Gun Rights, Civil Rights
The heirs of the Black Panthers and the fight for black open carry
When a cop shot teenager Michael Brown in Ferguson, Missouri, last summer, the death sparked protests, a militarized law enforcement response, and finally looting and destruction. But the Huey P. Newton Gun Club was ready. The Dallas-based group had formed in June 2014, more than two months before the shooting.
Charles Goodson, the club's founder, started recruiting members after he learned that Dallas police officers had shot at 40 unarmed citizens over the past 12 years. "We are proposing armed self-defense as it relates to the situation with black people here in America when it comes to dealing with police departments," he explains.
A group of black men and women standing against police brutality and in favor of the Second Amendment: It's a combination that tends to scramble partisan narratives. Goodson says he's received support from across the political spectrum.

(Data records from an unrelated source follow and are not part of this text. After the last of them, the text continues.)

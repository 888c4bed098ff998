//! Process options, each settable by flag or environment variable.

use std::time::Duration;

use clap::error::ErrorKind;
use clap::Parser;

#[derive(Debug, Clone, Copy, PartialEq, Eq)]
pub enum LogFormat {
    Text,
    Json,
}

impl LogFormat {
    /// `json` in any case selects JSON; anything else is text.
    pub fn parse_lenient(s: &str) -> Self {
        if s.trim().eq_ignore_ascii_case("json") {
            LogFormat::Json
        } else {
            LogFormat::Text
        }
    }
}

fn log_format(s: &str) -> Result<LogFormat, std::convert::Infallible> {
    Ok(LogFormat::parse_lenient(s))
}

/// Export query results as Prometheus metrics.
#[derive(Parser, Debug, Clone)]
#[command(author, version, about, long_about = None)]
pub struct Options {
    /// Log output format
    #[arg(long, env = "LOG_TYPE", default_value = "text", value_parser = log_format)]
    pub log_type: LogFormat,

    /// Log level or EnvFilter directives (e.g. "info,queryprom_exporter=debug")
    #[arg(long, env = "LOG_LEVEL", default_value = "info")]
    pub log_level: String,

    /// HTTP listen port
    #[arg(long, env = "PORT", default_value = "9246")]
    pub port: u16,

    /// HTTP listen address
    #[arg(long, env = "LISTEN_ADDR", default_value = "localhost")]
    pub listen_addr: String,

    /// Database connection string shared by every poller
    #[arg(long, env = "DB_CONN_STRING", default_value = "http://127.0.0.1:8123")]
    pub db_conn_string: String,

    /// YAML file with the driver and metric definitions
    #[arg(long, env = "CONFIG_FILE")]
    pub config_file: String,

    /// Delay between a shutdown signal and process exit
    #[arg(long, env = "SHUTDOWN_DELAY", default_value = "3s", value_parser = humantime::parse_duration)]
    pub shutdown_delay: Duration,
}

/// Process exit status for an option-parsing failure.
///
/// Help and version requests exit 0; every other parse error is a
/// startup failure and exits 1.
pub fn parse_error_status(e: &clap::Error) -> u8 {
    match e.kind() {
        ErrorKind::DisplayHelp
        | ErrorKind::DisplayVersion
        | ErrorKind::DisplayHelpOnMissingArgumentOrSubcommand => 0,
        _ => 1,
    }
}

"We've gotten a lot of response from conservative people, you know, National Rifle Association," says Goodson. "We don't consider ourselves to the far right or the far left. We think what we're doing is right on time."
The group stages regular events in which members carry their firearms through town in plain sight. In March it did this in front of Texas' state capitol building, a move reminiscent of the actual Huey P. Newton, whose Black Panthers carried firearms into California's capitol building. That led to the Mulford Act, which prohibits the open carry of loaded weapons and would later become a model for federal gun control legislation. It was signed into law by then–Gov. Ronald Reagan, a fact that further complicates the ideological history of gun control.

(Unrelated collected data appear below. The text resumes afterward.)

// REST API over a reconciliation session (Axum)
//
// The session sits behind one mutex: every merge and selection runs to
// completion under the lock, so requests never observe a partial write.

use crate::error::ReconError;
use crate::period::Period;
use crate::projection::Table;
use crate::resolver::{CellDetails, SelectionCommand, SelectionEvent, SelectionResult};
use crate::session::{BatchOutcome, ReconciliationSession};
use crate::wire::ExtractionResponse;
use axum::{
    extract::{
        rejection::{JsonRejection, PathRejection},
        Path, State,
    },
    http::{header, StatusCode},
    response::{IntoResponse, Json, Response},
    routing::{get, post},
    Router,
};
use serde::{Deserialize, Serialize};
use std::sync::{Arc, Mutex, MutexGuard};
use tower_http::cors::CorsLayer;
use tower_http::trace::TraceLayer;
use tracing::error;

/// Shared application state
#[derive(Clone)]
pub struct AppState {
    pub session: Arc<Mutex<ReconciliationSession>>,
}

impl AppState {
    pub fn new(session: ReconciliationSession) -> Self {
        AppState {
            session: Arc::new(Mutex::new(session)),
        }
    }

    fn lock(&self) -> Result<MutexGuard<'_, ReconciliationSession>, ApiError> {
        self.session.lock().map_err(|_| ApiError::Poisoned)
    }
}

/// API Response wrapper
#[derive(Debug, Serialize, Deserialize)]
pub struct ApiResponse<T> {
    pub success: bool,
    pub data: Option<T>,
    #[serde(skip_serializing_if = "Option::is_none")]
    pub error: Option<String>,
}

impl<T> ApiResponse<T> {
    fn ok(data: T) -> Self {
        Self {
            success: true,
            data: Some(data),
            error: None,
        }
    }

    fn err(message: String) -> Self {
        Self {
            success: false,
            data: None,
            error: Some(message),
        }
    }
}

#[derive(Debug, Serialize, Deserialize)]
pub struct SelectionRequest {
    pub metric_key: String,
    pub year: i32,
    pub month: u8,
    pub index: usize,
}

#[derive(Debug, Serialize, Deserialize)]
pub struct SelectionResponse {
    pub changed: bool,
    #[serde(skip_serializing_if = "Option::is_none")]
    pub event: Option<SelectionEvent>,
}

impl From<SelectionResult> for SelectionResponse {
    fn from(result: SelectionResult) -> Self {
        match result {
            SelectionResult::Changed(event) => Self {
                changed: true,
                event: Some(event),
            },
            SelectionResult::Unchanged => Self {
                changed: false,
                event: None,
            },
        }
    }
}

// ============================================================================
// Errors
// ============================================================================

#[derive(Debug)]
pub enum ApiError {
    Recon(ReconError),
    BadRequest(String),

    /// Extractor rejection (malformed path or body), keeps axum's status
    Rejected(StatusCode, String),
    Poisoned,
}

impl From<ReconError> for ApiError {
    fn from(e: ReconError) -> Self {
        ApiError::Recon(e)
    }
}

impl From<PathRejection> for ApiError {
    fn from(rejection: PathRejection) -> Self {
        ApiError::Rejected(rejection.status(), rejection.body_text())
    }
}

impl From<JsonRejection> for ApiError {
    fn from(rejection: JsonRejection) -> Self {
        ApiError::Rejected(rejection.status(), rejection.body_text())
    }
}

impl IntoResponse for ApiError {
    fn into_response(self) -> Response {
        let (status, message) = match self {
            // Stale view of the ledger on the client side
            ApiError::Recon(e) if e.is_addressing() => {
                let status = match &e {
                    ReconError::UnknownCell { .. } => StatusCode::NOT_FOUND,
                    _ => StatusCode::UNPROCESSABLE_ENTITY,
                };
                (status, e.to_string())
            }
            ApiError::Recon(e @ ReconError::Wire(_)) => (StatusCode::BAD_REQUEST, e.to_string()),
            ApiError::Recon(e) => {
                error!("Internal error: {}", e);
                (StatusCode::INTERNAL_SERVER_ERROR, e.to_string())
            }
            ApiError::BadRequest(message) => (StatusCode::BAD_REQUEST, message),
            ApiError::Rejected(status, message) => (status, message),
            ApiError::Poisoned => (
                StatusCode::INTERNAL_SERVER_ERROR,
                "session lock poisoned".to_string(),
            ),
        };

        (status, Json(ApiResponse::<()>::err(message))).into_response()
    }
}

fn period_from(year: i32, month: u8) -> Result<Period, ApiError> {
    Period::new(year, month).ok_or_else(|| ApiError::BadRequest(format!("month {} outside 1..=12", month)))
}

// ============================================================================
// Handlers
// ============================================================================

/// GET /api/health - Health check
async fn health_check() -> impl IntoResponse {
    Json(ApiResponse::ok("OK"))
}

/// GET /api/table - Current projection
async fn get_table(State(state): State<AppState>) -> Result<Json<ApiResponse<Table>>, ApiError> {
    let session = state.lock()?;
    Ok(Json(ApiResponse::ok(session.project())))
}

/// POST /api/batches - Merge one extraction response
async fn post_batch(
    State(state): State<AppState>,
    batch: Result<Json<ExtractionResponse>, JsonRejection>,
) -> Result<Json<ApiResponse<BatchOutcome>>, ApiError> {
    let Json(batch) = batch?;
    let mut session = state.lock()?;
    Ok(Json(ApiResponse::ok(session.ingest(&batch))))
}

/// GET /api/cells/:metric/:year/:month - Candidates and status of one cell
async fn get_cell(
    State(state): State<AppState>,
    path: Result<Path<(String, i32, u8)>, PathRejection>,
) -> Result<Json<ApiResponse<CellDetails>>, ApiError> {
    let Path((metric_key, year, month)) = path?;
    let period = period_from(year, month)?;
    let session = state.lock()?;
    Ok(Json(ApiResponse::ok(session.cell_details(&metric_key, period)?)))
}

/// POST /api/selections - Pick the authoritative observation of a cell
async fn post_selection(
    State(state): State<AppState>,
    request: Result<Json<SelectionRequest>, JsonRejection>,
) -> Result<Json<ApiResponse<SelectionResponse>>, ApiError> {
    let Json(request) = request?;
    let period = period_from(request.year, request.month)?;
    let command = SelectionCommand::new(request.metric_key, period, request.index);
    let mut session = state.lock()?;
    let result = session.select(&command)?;
    Ok(Json(ApiResponse::ok(result.into())))
}

/// POST /api/projects/:id - Discard the ledger and start a new project
async fn switch_project(
    State(state): State<AppState>,
    Path(project_id): Path<String>,
) -> Result<Json<ApiResponse<String>>, ApiError> {
    let mut session = state.lock()?;
    session.switch_project(project_id.clone());
    Ok(Json(ApiResponse::ok(project_id)))
}

/// GET /api/export.csv - Spreadsheet export of the current projection
async fn export_csv(State(state): State<AppState>) -> Result<Response, ApiError> {
    let session = state.lock()?;
    let bytes = session.export()?;
    let name = session.project_id().unwrap_or("metrics");
    let disposition = format!(
        "attachment; filename=\"metrics.csv\"; filename*=UTF-8''{}.csv",
        urlencoding::encode(name)
    );

    Ok((
        StatusCode::OK,
        [
            (header::CONTENT_TYPE, "text/csv; charset=utf-8".to_string()),
            (header::CONTENT_DISPOSITION, disposition),
        ],
        bytes,
    )
        .into_response())
}

pub fn create_router(state: AppState) -> Router {
    let api_routes = Router::new()
        .route("/health", get(health_check))
        .route("/table", get(get_table))
        .route("/batches", post(post_batch))
        .route("/cells/:metric/:year/:month", get(get_cell))
        .route("/selections", post(post_selection))
        .route("/projects/:id", post(switch_project))
        .route("/export.csv", get(export_csv))
        .with_state(state);

    Router::new()
        .nest("/api", api_routes)
        .layer(TraceLayer::new_for_http())
        .layer(CorsLayer::permissive())
}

Occidental College historian Thaddeus Russell says that the relationship between black Americans, civil rights, and guns stretches back much further than the '60s.
"Black Americans have been using guns ever since there were black Americans," says Russell. "One of the great untold stories about the civil rights movement was that it required violent resistance from blacks to be effective."

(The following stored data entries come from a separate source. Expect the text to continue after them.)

// 🗄️ Selection audit log - every selection event as a row in SQLite
//
// Audit trail only: the ledger itself is never persisted. Rows are
// append-only; replaying a cell's rows in order reproduces its selection
// history.

use crate::error::{ReconError, Result};
use crate::period::Period;
use crate::resolver::{SelectionEvent, SelectionSink};
use rusqlite::{params, Connection};
use std::path::Path;

const EVENT_TYPE: &str = "observation_selected";
const ENTITY_TYPE: &str = "cell";

pub struct SqliteAuditLog {
    conn: Connection,
    actor: String,
}

impl SqliteAuditLog {
    pub fn open(path: &Path) -> Result<Self> {
        let conn = Connection::open(path)?;
        // WAL keeps the log readable while a session is writing
        conn.pragma_update(None, "journal_mode", "WAL")?;
        Self::from_connection(conn)
    }

    pub fn open_in_memory() -> Result<Self> {
        Self::from_connection(Connection::open_in_memory()?)
    }

    fn from_connection(conn: Connection) -> Result<Self> {
        setup_audit_tables(&conn)?;
        Ok(SqliteAuditLog {
            conn,
            actor: "user".to_string(),
        })
    }

    /// Name recorded as the actor of subsequent events
    pub fn with_actor(mut self, actor: impl Into<String>) -> Self {
        self.actor = actor.into();
        self
    }

    pub fn insert_event(&self, event: &SelectionEvent) -> Result<()> {
        let data_json = serde_json::to_string(event)?;

        self.conn.execute(
            "INSERT INTO events (
                event_id, timestamp, event_type, entity_type, entity_id, project_id, data, actor
            ) VALUES (?1, ?2, ?3, ?4, ?5, ?6, ?7, ?8)",
            params![
                event.event_id,
                event.timestamp.to_rfc3339(),
                EVENT_TYPE,
                ENTITY_TYPE,
                cell_entity_id(&event.metric_key, &event.period),
                event.project_id,
                data_json,
                self.actor,
            ],
        )?;

        Ok(())
    }

    /// Selection history of one cell within one project, oldest first.
    /// `None` addresses selections made outside any project.
    pub fn events_for_cell(
        &self,
        project_id: Option<&str>,
        metric_key: &str,
        period: &Period,
    ) -> Result<Vec<SelectionEvent>> {
        // IS matches NULL against NULL
        let mut stmt = self.conn.prepare(
            "SELECT data FROM events
             WHERE entity_type = ?1 AND entity_id = ?2 AND project_id IS ?3
             ORDER BY id ASC",
        )?;

        let rows = stmt
            .query_map(
                params![ENTITY_TYPE, cell_entity_id(metric_key, period), project_id],
                |row| row.get::<_, String>(0),
            )?
            .collect::<std::result::Result<Vec<_>, _>>()?;

        rows.iter()
            .map(|json| serde_json::from_str(json).map_err(ReconError::from))
            .collect()
    }

    pub fn count(&self) -> Result<i64> {
        let count = self
            .conn
            .query_row("SELECT COUNT(*) FROM events", [], |row| row.get(0))?;
        Ok(count)
    }
}

impl SelectionSink for SqliteAuditLog {
    fn record(&mut self, event: &SelectionEvent) -> Result<()> {
        self.insert_event(event)
    }
}

fn cell_entity_id(metric_key: &str, period: &Period) -> String {
    format!("{}@{}", metric_key, period.label())
}

pub fn setup_audit_tables(conn: &Connection) -> Result<()> {
    conn.execute(
        "CREATE TABLE IF NOT EXISTS events (
            id INTEGER PRIMARY KEY AUTOINCREMENT,
            event_id TEXT UNIQUE NOT NULL,
            timestamp TEXT NOT NULL,
            event_type TEXT NOT NULL,
            entity_type TEXT NOT NULL,
            entity_id TEXT NOT NULL,
            project_id TEXT,
            data TEXT NOT NULL,
            actor TEXT NOT NULL,
            created_at DATETIME DEFAULT CURRENT_TIMESTAMP
        )",
        [],
    )?;

    migrate_add_project_id(conn)?;

    conn.execute(
        "CREATE INDEX IF NOT EXISTS idx_events_entity ON events(entity_type, entity_id, project_id)",
        [],
    )?;

    Ok(())
}

/// Logs written before selections were project-scoped lack the column;
/// their rows read back as project-less.
fn migrate_add_project_id(conn: &Connection) -> Result<()> {
    let mut stmt = conn.prepare("PRAGMA table_info(events)")?;
    let columns = stmt
        .query_map([], |row| row.get::<_, String>(1))?
        .collect::<std::result::Result<Vec<_>, _>>()?;

    if !columns.iter().any(|name| name == "project_id") {
        conn.execute("ALTER TABLE events ADD COLUMN project_id TEXT", [])?;
        conn.execute("DROP INDEX IF EXISTS idx_events_entity", [])?;
    }

    Ok(())
}

#[cfg(test)]
mod tests {
    use super::*;
    use crate::ledger::MetricLedger;
    use crate::merge::merge_batch;
    use crate::observation::Observation;
    use crate::resolver::ConflictResolver;

    fn p(year: i32, month: u8) -> Period {
        Period::new(year, month).unwrap()
    }

    #[test]
    fn test_resolver_writes_through_sink() {
        let dir = tempfile::tempdir().unwrap();
        let db_path = dir.path().join("audit.db");

        let mut ledger = MetricLedger::new();
        merge_batch(
            &mut ledger,
            "Revenue",
            "Revenue",
            p(2024, 1),
            vec![
                Observation::new(Some(1000.0), "10-K", "u1"),
                Observation::new(Some(1200.0), "Investor Deck", "u2"),
            ],
        );

        let mut resolver = ConflictResolver::new()
            .with_sink(SqliteAuditLog::open(&db_path).unwrap().with_actor("analyst"));
        resolver.select_observation(&mut ledger, "Revenue", p(2024, 1), 1).unwrap();
        resolver.select_observation(&mut ledger, "Revenue", p(2024, 1), 0).unwrap();
        // No-op and failed selections never reach the log
        resolver.select_observation(&mut ledger, "Revenue", p(2024, 1), 0).unwrap();
        assert!(resolver.select_observation(&mut ledger, "Revenue", p(2024, 1), 9).is_err());

        let reader = SqliteAuditLog::open(&db_path).unwrap();
        let history = reader.events_for_cell(None, "Revenue", &p(2024, 1)).unwrap();
        let indexes: Vec<usize> = history.iter().map(|e| e.index).collect();
        assert_eq!(indexes, vec![1, 0]);
        assert_eq!(history[0].value, Some(1200.0));
    }

    #[test]
    fn test_events_for_cell_round_trip() {
        let mut ledger = MetricLedger::new();
        merge_batch(
            &mut ledger,
            "Revenue",
            "Revenue",
            p(2024, 1),
            vec![
                Observation::new(Some(1000.0), "10-K", "u1"),
                Observation::new(Some(1200.0), "Investor Deck", "u2"),
            ],
        );
        let mut resolver = ConflictResolver::new();
        let first = resolver
            .select_observation(&mut ledger, "Revenue", p(2024, 1), 1)
            .unwrap()
            .event()
            .cloned()
            .unwrap();
        let second = resolver
            .select_observation(&mut ledger, "Revenue", p(2024, 1), 0)
            .unwrap()
            .event()
            .cloned()
            .unwrap();

        let mut log = SqliteAuditLog::open_in_memory().unwrap();
        log.record(&first).unwrap();
        log.record(&second).unwrap();

        let history = log.events_for_cell(None, "Revenue", &p(2024, 1)).unwrap();
        assert_eq!(history, vec![first, second]);
        assert!(log.events_for_cell(None, "Revenue", &p(2023, 1)).unwrap().is_empty());
        assert_eq!(log.count().unwrap(), 2);
    }

    #[test]
    fn test_duplicate_event_id_rejected() {
        let mut ledger = MetricLedger::new();
        merge_batch(&mut ledger, "Revenue", "Revenue", p(2024, 1), vec![Observation::new(Some(1.0), "A", "u")]);
        let event = ConflictResolver::new()
            .select_observation(&mut ledger, "Revenue", p(2024, 1), 0)
            .unwrap()
            .event()
            .cloned()
            .unwrap();

        let log = SqliteAuditLog::open_in_memory().unwrap();
        log.insert_event(&event).unwrap();
        assert!(log.insert_event(&event).is_err());
    }

    #[test]
    fn test_history_is_scoped_to_project() {
        let mut ledger = MetricLedger::new();
        merge_batch(
            &mut ledger,
            "Revenue",
            "Revenue",
            p(2024, 1),
            vec![Observation::new(Some(1.0), "A", "u1"), Observation::new(Some(2.0), "B", "u2")],
        );

        let mut resolver = ConflictResolver::new();
        resolver.set_project(Some("acme".to_string()));
        let event = resolver
            .select_observation(&mut ledger, "Revenue", p(2024, 1), 1)
            .unwrap()
            .event()
            .cloned()
            .unwrap();

        let log = SqliteAuditLog::open_in_memory().unwrap();
        log.insert_event(&event).unwrap();

        assert_eq!(log.events_for_cell(Some("acme"), "Revenue", &p(2024, 1)).unwrap(), vec![event]);
        assert!(log.events_for_cell(Some("globex"), "Revenue", &p(2024, 1)).unwrap().is_empty());
        assert!(log.events_for_cell(None, "Revenue", &p(2024, 1)).unwrap().is_empty());
    }

    #[test]
    fn test_migrates_log_without_project_column() {
        let conn = Connection::open_in_memory().unwrap();
        conn.execute(
            "CREATE TABLE events (
                id INTEGER PRIMARY KEY AUTOINCREMENT,
                event_id TEXT UNIQUE NOT NULL,
                timestamp TEXT NOT NULL,
                event_type TEXT NOT NULL,
                entity_type TEXT NOT NULL,
                entity_id TEXT NOT NULL,
                data TEXT NOT NULL,
                actor TEXT NOT NULL,
                created_at DATETIME DEFAULT CURRENT_TIMESTAMP
            )",
            [],
        )
        .unwrap();

        let log = SqliteAuditLog::from_connection(conn).unwrap();
        assert_eq!(log.count().unwrap(), 0);
        assert!(log.events_for_cell(None, "Revenue", &p(2024, 1)).unwrap().is_empty());
    }
}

As an example, Russell cites armed resistance to the Ku Klux Klan, which he calls the nation's "first gun control organization" during Reconstruction. More provocatively, he points to Martin Luther King Jr.'s march on Birmingham, Alabama. While King famously advocated nonviolent civil disobedience, his letter from Birmingham jail also alludes to the vital role armed blacks played in the civil rights movement: "I am convinced that if your white brothers dismiss us as 'rabble rousers' and 'outside agitators'—those of us who are working through the channels of nonviolent direct action—and refuse to support our nonviolent efforts, millions of Negroes, out of frustration and despair, will seek solace and security in black nationalist ideologies, a development that will lead inevitably to a frightening racial nightmare."
The specter of a violent, armed revolution prompted white civic leaders to take King's movement more seriously. "I'm not promoting violent resistance," says Russell. "But there's no question that it has been effective historically."
The members of the gun club are quick to point out that they don't promote violence either, only self-defense and self-reliance. One bylaw states that the group cannot accept government grants, which members see as necessary to maintain independence.
"We feel that we should do for ourselves," says one member, who identified himself as Huey Freeman. "You can't buy us."